# Assignment
Among the lines below, list those containing the string "ToolOutput".

Data for this task section start

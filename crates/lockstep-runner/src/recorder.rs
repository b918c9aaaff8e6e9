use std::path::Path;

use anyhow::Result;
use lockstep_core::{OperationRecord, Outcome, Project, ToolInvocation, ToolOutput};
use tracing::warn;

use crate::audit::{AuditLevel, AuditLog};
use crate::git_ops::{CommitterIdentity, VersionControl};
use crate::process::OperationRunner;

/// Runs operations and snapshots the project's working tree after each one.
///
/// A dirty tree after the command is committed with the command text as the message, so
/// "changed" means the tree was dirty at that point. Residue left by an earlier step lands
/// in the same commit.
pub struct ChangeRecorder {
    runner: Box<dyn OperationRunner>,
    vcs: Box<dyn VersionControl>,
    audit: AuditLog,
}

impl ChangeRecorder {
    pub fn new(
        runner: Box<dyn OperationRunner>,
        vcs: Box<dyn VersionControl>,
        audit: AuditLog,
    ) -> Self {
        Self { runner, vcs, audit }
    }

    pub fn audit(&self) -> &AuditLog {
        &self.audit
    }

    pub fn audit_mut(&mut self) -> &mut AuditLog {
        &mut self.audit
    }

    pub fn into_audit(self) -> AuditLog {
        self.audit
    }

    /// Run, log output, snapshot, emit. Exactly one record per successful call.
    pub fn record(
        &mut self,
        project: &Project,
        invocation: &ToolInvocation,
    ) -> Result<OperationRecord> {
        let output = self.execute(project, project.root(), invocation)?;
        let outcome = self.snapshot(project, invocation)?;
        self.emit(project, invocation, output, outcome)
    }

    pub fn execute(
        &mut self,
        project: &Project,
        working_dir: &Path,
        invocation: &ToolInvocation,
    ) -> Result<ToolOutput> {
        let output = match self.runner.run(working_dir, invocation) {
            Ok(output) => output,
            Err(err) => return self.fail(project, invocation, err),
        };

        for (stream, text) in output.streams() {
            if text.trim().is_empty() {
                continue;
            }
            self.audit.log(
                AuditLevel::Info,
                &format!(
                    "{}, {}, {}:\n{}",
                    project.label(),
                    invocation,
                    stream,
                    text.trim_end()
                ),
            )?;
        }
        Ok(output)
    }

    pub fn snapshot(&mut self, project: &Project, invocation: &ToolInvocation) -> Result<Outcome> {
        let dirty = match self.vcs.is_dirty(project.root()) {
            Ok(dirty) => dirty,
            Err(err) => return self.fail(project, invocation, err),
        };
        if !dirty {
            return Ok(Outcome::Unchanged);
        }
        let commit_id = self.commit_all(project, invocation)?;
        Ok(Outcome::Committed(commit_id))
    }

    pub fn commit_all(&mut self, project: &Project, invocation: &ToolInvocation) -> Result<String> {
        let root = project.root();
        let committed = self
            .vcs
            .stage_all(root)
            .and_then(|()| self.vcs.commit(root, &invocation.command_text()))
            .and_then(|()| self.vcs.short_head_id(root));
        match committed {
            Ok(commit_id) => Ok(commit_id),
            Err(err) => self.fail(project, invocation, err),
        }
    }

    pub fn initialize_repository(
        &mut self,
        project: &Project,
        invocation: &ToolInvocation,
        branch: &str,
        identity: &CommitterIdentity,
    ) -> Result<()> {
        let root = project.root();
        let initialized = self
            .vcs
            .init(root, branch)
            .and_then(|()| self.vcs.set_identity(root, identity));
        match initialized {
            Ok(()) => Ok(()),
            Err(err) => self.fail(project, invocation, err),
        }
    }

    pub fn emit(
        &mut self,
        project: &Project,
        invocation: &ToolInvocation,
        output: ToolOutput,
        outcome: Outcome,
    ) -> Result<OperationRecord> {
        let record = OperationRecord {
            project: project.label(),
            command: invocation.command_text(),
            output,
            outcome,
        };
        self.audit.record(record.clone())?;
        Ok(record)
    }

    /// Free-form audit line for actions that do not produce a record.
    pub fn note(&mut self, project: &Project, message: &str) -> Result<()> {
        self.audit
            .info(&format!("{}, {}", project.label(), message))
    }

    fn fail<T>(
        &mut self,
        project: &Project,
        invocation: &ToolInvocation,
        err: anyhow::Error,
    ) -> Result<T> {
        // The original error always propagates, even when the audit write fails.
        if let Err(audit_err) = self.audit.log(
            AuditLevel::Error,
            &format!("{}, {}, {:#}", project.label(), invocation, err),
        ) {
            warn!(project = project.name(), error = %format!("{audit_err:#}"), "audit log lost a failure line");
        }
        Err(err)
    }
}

Data for this task section end

# Result
use lockstep_core::{OperationRecord, Outcome, Project, ToolInvocation, ToolOutput};
    ) -> Result<ToolOutput> {
        output: ToolOutput,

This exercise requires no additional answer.